— What needs to be done —
Report each line of the data below in which "WsRx" appears.

— Data to examine —
// SPDX-License-Identifier: BUSL-1.1
// Copyright (c) 2026 Alfred Jean LLC

//! WebSocket protocol tests over real connections against an in-process
//! axum server, with scripted backends standing in for PTY children.

use std::sync::Arc;
use std::time::Duration;

use bytes::Bytes;
use futures_util::{SinkExt, StreamExt};
use tokio_tungstenite::tungstenite::Message as WsMessage;

use corral::detect::DetectionStrategy;
use corral::supervisor::Supervisor;
use corral::test_support::{
    fake_spec, spawn_http_server, test_supervisor, wait_for, ScriptedBackend, StubVerifier,
};
use corral::transport::AppState;

type WsStream =
    tokio_tungstenite::WebSocketStream<tokio_tungstenite::MaybeTlsStream<tokio::net::TcpStream>>;
type WsTx = futures_util::stream::SplitSink<WsStream, WsMessage>;
type WsRx = futures_util::stream::SplitStream<WsStream>;

const RECV_TIMEOUT: Duration = Duration::from_secs(5);

async fn connect(addr: &std::net::SocketAddr) -> anyhow::Result<(WsTx, WsRx)> {
    let (stream, _) = tokio_tungstenite::connect_async(format!("ws://{addr}/ws")).await?;
    Ok(stream.split())
}

async fn ws_send(tx: &mut WsTx, value: &serde_json::Value) -> anyhow::Result<()> {
    let text = serde_json::to_string(value)?;
    tx.send(WsMessage::Text(text.into())).await?;
    Ok(())
}

async fn ws_recv(rx: &mut WsRx) -> anyhow::Result<serde_json::Value> {
    loop {
        let msg = tokio::time::timeout(RECV_TIMEOUT, rx.next())
            .await
            .map_err(|_| anyhow::anyhow!("ws recv timeout"))?
            .ok_or_else(|| anyhow::anyhow!("ws stream closed"))??;
        match msg {
            WsMessage::Text(text) => return Ok(serde_json::from_str(&text)?),
            _ => continue,
        }
    }
}

/// Receive frames until one matches `event`, returning its payload.
async fn ws_recv_event(rx: &mut WsRx, event: &str) -> anyhow::Result<serde_json::Value> {
    let deadline = tokio::time::Instant::now() + RECV_TIMEOUT;
    while tokio::time::Instant::now() < deadline {
        let frame = ws_recv(rx).await?;
        if frame.get("event").and_then(|e| e.as_str()) == Some(event) {
            return Ok(frame.get("payload").cloned().unwrap_or_default());
        }
    }
    anyhow::bail!("no {event} frame before timeout")
}

fn subscribe_frame(session_id: &str) -> serde_json::Value {
    serde_json::json!({"event": "subscribe_session", "payload": {"sessionId": session_id}})
}

async fn daemon() -> anyhow::Result<(Arc<Supervisor>, std::net::SocketAddr)> {
    let sup = test_supervisor(false, StubVerifier::needs_human());
    let state = AppState::new(Arc::clone(&sup))?;
    let (addr, _handle) = spawn_http_server(state).await?;
    Ok((sup, addr))
}

#[tokio::test]
async fn late_subscriber_gets_snapshot_before_live_bytes() -> anyhow::Result<()> {
    let (sup, addr) = daemon().await?;

    // ~10 KiB of pre-subscribe history, then a live tail after a pause.
    let block = vec![b'x'; 10 * 1024];
    let block_len = block.len();
    let (backend, _inputs) = ScriptedBackend::new();
    let backend = backend
        .step(Duration::from_millis(10), block)
        .step(Duration::from_secs(1), Bytes::from_static(b"TAIL"));
    let session = sup
        .attach_backend(fake_spec(DetectionStrategy::Generic), Box::new(backend))
        .await;

    // Wait until the block is in history before joining.
    let filled = wait_for(Duration::from_secs(3), || {
        let sup = Arc::clone(&sup);
        let id = session.id.clone();
        async move {
            sup.snapshot(&id)
                .await
                .map(|s| s.len() >= block_len)
                .unwrap_or(false)
        }
    })
    .await;
    assert!(filled);

    let (mut tx, mut rx) = connect(&addr).await?;
    ws_send(&mut tx, &subscribe_frame(&session.id)).await?;

    // The first terminal_data frame is the whole snapshot.
    let payload = ws_recv_event(&mut rx, "terminal_data").await?;
    let data = payload
        .get("data")
        .and_then(|d| d.as_str())
        .ok_or_else(|| anyhow::anyhow!("no data field"))?
        .to_owned();
    assert!(data.len() >= block_len, "first frame was not the snapshot");
    assert!(!data.contains("TAIL"));

    // The live tail arrives afterwards, never duplicated into the snapshot.
    let payload = ws_recv_event(&mut rx, "terminal_data").await?;
    let tail = payload.get("data").and_then(|d| d.as_str()).unwrap_or("");
    assert!(tail.contains("TAIL"), "live frame: {tail:?}");
    Ok(())
}

#[tokio::test]
async fn dual_subscriber_isolation() -> anyhow::Result<()> {
    let (sup, addr) = daemon().await?;

    let (backend_a, _ia) = ScriptedBackend::new();
    let backend_a = backend_a
        .step(Duration::from_millis(200), Bytes::from_static(b"AAAA"))
        .step(Duration::from_millis(50), Bytes::from_static(b"AAAA"));
    let (backend_b, _ib) = ScriptedBackend::new();
    let backend_b = backend_b
        .step(Duration::from_millis(200), Bytes::from_static(b"BBBB"))
        .step(Duration::from_millis(50), Bytes::from_static(b"BBBB"));

    let a = sup
        .attach_backend(fake_spec(DetectionStrategy::Generic), Box::new(backend_a))
        .await;
    let b = sup
        .attach_backend(fake_spec(DetectionStrategy::Generic), Box::new(backend_b))
        .await;

    let (mut tx_a, mut rx_a) = connect(&addr).await?;
    ws_send(&mut tx_a, &subscribe_frame(&a.id)).await?;
    let (mut tx_b, mut rx_b) = connect(&addr).await?;
    ws_send(&mut tx_b, &subscribe_frame(&b.id)).await?;

    // Collect A's terminal bytes until both emissions arrived.
    let mut a_bytes = String::new();
    while a_bytes.len() < 8 {
        let payload = ws_recv_event(&mut rx_a, "terminal_data").await?;
        let session_id = payload.get("sessionId").and_then(|s| s.as_str());
        assert_eq!(session_id, Some(a.id.as_str()), "foreign session bytes");
        a_bytes.push_str(payload.get("data").and_then(|d| d.as_str()).unwrap_or(""));
    }
    assert_eq!(a_bytes, "AAAAAAAA");
    assert!(!a_bytes.contains('B'));

    // B's subscriber sees only B.
    let mut b_bytes = String::new();
    while b_bytes.len() < 8 {
        let payload = ws_recv_event(&mut rx_b, "terminal_data").await?;
        assert_eq!(
            payload.get("sessionId").and_then(|s| s.as_str()),
            Some(b.id.as_str())
        );
        b_bytes.push_str(payload.get("data").and_then(|d| d.as_str()).unwrap_or(""));
    }
    assert_eq!(b_bytes, "BBBBBBBB");

    // Byte-for-byte match with the supervisor's history.
    assert_eq!(
        sup.snapshot(&a.id).await.map(|s| s.len()).unwrap_or(0),
        a_bytes.len()
    );
    Ok(())
}

#[tokio::test]
async fn input_is_filtered_and_forwarded() -> anyhow::Result<()> {
    let (sup, addr) = daemon().await?;
    let (backend, mut inputs) = ScriptedBackend::new();
    let session = sup
        .attach_backend(fake_spec(DetectionStrategy::Generic), Box::new(backend))
        .await;

    let (mut tx, _rx) = connect(&addr).await?;
    // Device-attribute responses must be stripped; the keystroke survives.
    ws_send(
        &mut tx,
        &serde_json::json!({
            "event": "input",
            "payload": {"sessionId": session.id, "data": "\u{1b}[?1;2cls\r"}
        }),
    )
    .await?;

    let received = tokio::time::timeout(RECV_TIMEOUT, inputs.recv())
        .await
        .map_err(|_| anyhow::anyhow!("input never reached the child"))?
        .ok_or_else(|| anyhow::anyhow!("input channel closed"))?;
    assert_eq!(received, Bytes::from_static(b"ls\r"));
    Ok(())
}

#[tokio::test]
async fn cpr_is_debounced_last_wins_for_claude() -> anyhow::Result<()> {
    let (sup, addr) = daemon().await?;
    let (backend, mut inputs) = ScriptedBackend::new();
    let session = sup
        .attach_backend(fake_spec(DetectionStrategy::Claude), Box::new(backend))
        .await;

    let (mut tx, _rx) = connect(&addr).await?;
    for row in 1..=3 {
        ws_send(
            &mut tx,
            &serde_json::json!({
                "event": "input",
                "payload": {"sessionId": session.id, "data": format!("\u{1b}[{row};1R")}
            }),
        )
        .await?;
    }

    // Far fewer reports than were sent arrive, and the last one delivered
    // is the newest.
    tokio::time::sleep(Duration::from_millis(400)).await;
    let mut delivered = Vec::new();
    while let Ok(report) = inputs.try_recv() {
        delivered.push(report);
    }
    assert!(
        !delivered.is_empty() && delivered.len() <= 2,
        "expected debouncing, saw {delivered:?}"
    );
    assert_eq!(delivered.last(), Some(&Bytes::from_static(b"\x1b[3;1R")));
    Ok(())
}

#[tokio::test]
async fn session_updates_reach_unscoped_subscribers() -> anyhow::Result<()> {
    let (sup, addr) = daemon().await?;

    // A connection with no room subscription at all.
    let (_tx, mut rx) = connect(&addr).await?;

    let (backend, _inputs) = ScriptedBackend::new();
    let backend = backend.step(
        Duration::from_millis(50),
        Bytes::from_static(b"Proceed? (y/n): "),
    );
    let session = sup
        .attach_backend(fake_spec(DetectionStrategy::Generic), Box::new(backend))
        .await;

    let deadline = tokio::time::Instant::now() + RECV_TIMEOUT;
    let mut saw_waiting = false;
    while tokio::time::Instant::now() < deadline {
        let payload = ws_recv_event(&mut rx, "session_update").await?;
        if payload.get("id").and_then(|i| i.as_str()) == Some(session.id.as_str())
            && payload.get("state").and_then(|s| s.as_str()) == Some("waiting_input")
        {
            saw_waiting = true;
            break;
        }
    }
    assert!(saw_waiting, "session_update never reached the subscriber");
    Ok(())
}

#[tokio::test]
async fn resize_applies_via_ws() -> anyhow::Result<()> {
    let (sup, addr) = daemon().await?;
    let (backend, _inputs) = ScriptedBackend::new();
    let session = sup
        .attach_backend(fake_spec(DetectionStrategy::Generic), Box::new(backend))
        .await;

    let (mut tx, _rx) = connect(&addr).await?;
    ws_send(
        &mut tx,
        &serde_json::json!({
            "event": "resize",
            "payload": {"sessionId": session.id, "cols": 132, "rows": 43}
        }),
    )
    .await?;

    let resized = wait_for(Duration::from_secs(2), || {
        let sup = Arc::clone(&sup);
        let id = session.id.clone();
        async move {
            sup.screen_lines(&id)
                .await
                .map(|(_, cols, rows)| (cols, rows) == (132, 43))
                .unwrap_or(false)
        }
    })
    .await;
    assert!(resized);
    Ok(())
}

#[tokio::test]
async fn health_reports_per_session_counters() -> anyhow::Result<()> {
    let (sup, addr) = daemon().await?;
    let (backend, _inputs) = ScriptedBackend::new();
    let backend = backend.step(Duration::from_millis(10), Bytes::from_static(b"hello"));
    let session = sup
        .attach_backend(fake_spec(DetectionStrategy::Generic), Box::new(backend))
        .await;

    let ingested = wait_for(Duration::from_secs(2), || {
        let sup = Arc::clone(&sup);
        let id = session.id.clone();
        async move {
            sup.snapshot(&id)
                .await
                .map(|s| s.len() >= 5)
                .unwrap_or(false)
        }
    })
    .await;
    assert!(ingested);

    let body: serde_json::Value = reqwest::get(format!("http://{addr}/api/v1/health"))
        .await?
        .json()
        .await?;
    assert_eq!(body["status"], "ok");
    assert_eq!(body["sessionCount"], 1);

    let stats = body["sessions"]
        .as_array()
        .ok_or_else(|| anyhow::anyhow!("sessions missing from health body"))?;
    assert_eq!(stats.len(), 1);
    assert_eq!(stats[0]["id"], serde_json::json!(session.id));
    // Scripted backends have no real child.
    assert!(stats[0]["pid"].is_null());
    assert!(stats[0]["bytesIngested"].as_u64().unwrap_or(0) >= 5);
    assert!(stats[0]["bytesBuffered"].as_u64().unwrap_or(0) >= 5);
    Ok(())
}

#[tokio::test]
async fn subscribe_unknown_session_yields_error_frame() -> anyhow::Result<()> {
    let (_sup, addr) = daemon().await?;
    let (mut tx, mut rx) = connect(&addr).await?;
    ws_send(&mut tx, &subscribe_frame("no-such-session")).await?;

    let payload = ws_recv_event(&mut rx, "error").await?;
    assert_eq!(
        payload.get("code").and_then(|c| c.as_str()),
        Some("UNKNOWN_SESSION")
    );
    Ok(())
}

#[tokio::test]
async fn destroyed_session_sends_final_update() -> anyhow::Result<()> {
    let (sup, addr) = daemon().await?;
    let (backend, _inputs) = ScriptedBackend::new();
    let (backend, exit) = backend.exit_trigger();
    let session = sup
        .attach_backend(fake_spec(DetectionStrategy::Generic), Box::new(backend))
        .await;

    let (_tx, mut rx) = connect(&addr).await?;
    // Give the server-side handler a moment to subscribe to the event bus.
    tokio::time::sleep(Duration::from_millis(100)).await;
    exit.send(corral::pty::ExitStatus {
        code: Some(7),
        signal: None,
    })
    .ok();

    let deadline = tokio::time::Instant::now() + RECV_TIMEOUT;
    let mut saw_exit = false;
    while tokio::time::Instant::now() < deadline {
        let payload = ws_recv_event(&mut rx, "session_update").await?;
        if payload.get("id").and_then(|i| i.as_str()) == Some(session.id.as_str())
            && payload.get("state").and_then(|s| s.as_str()) == Some("exited")
        {
            // The final update exposes the child's exit status.
            assert_eq!(payload.get("exitCode").and_then(|c| c.as_i64()), Some(7));
            assert!(payload.get("signal").is_none());
            saw_exit = true;
            break;
        }
    }
    assert!(saw_exit, "no final session_update after child exit");
    Ok(())
}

— Task answer —
type WsRx = futures_util::stream::SplitStream<WsStream>;
async fn connect(addr: &std::net::SocketAddr) -> anyhow::Result<(WsTx, WsRx)> {
async fn ws_recv(rx: &mut WsRx) -> anyhow::Result<serde_json::Value> {
async fn ws_recv_event(rx: &mut WsRx, event: &str) -> anyhow::Result<serde_json::Value> {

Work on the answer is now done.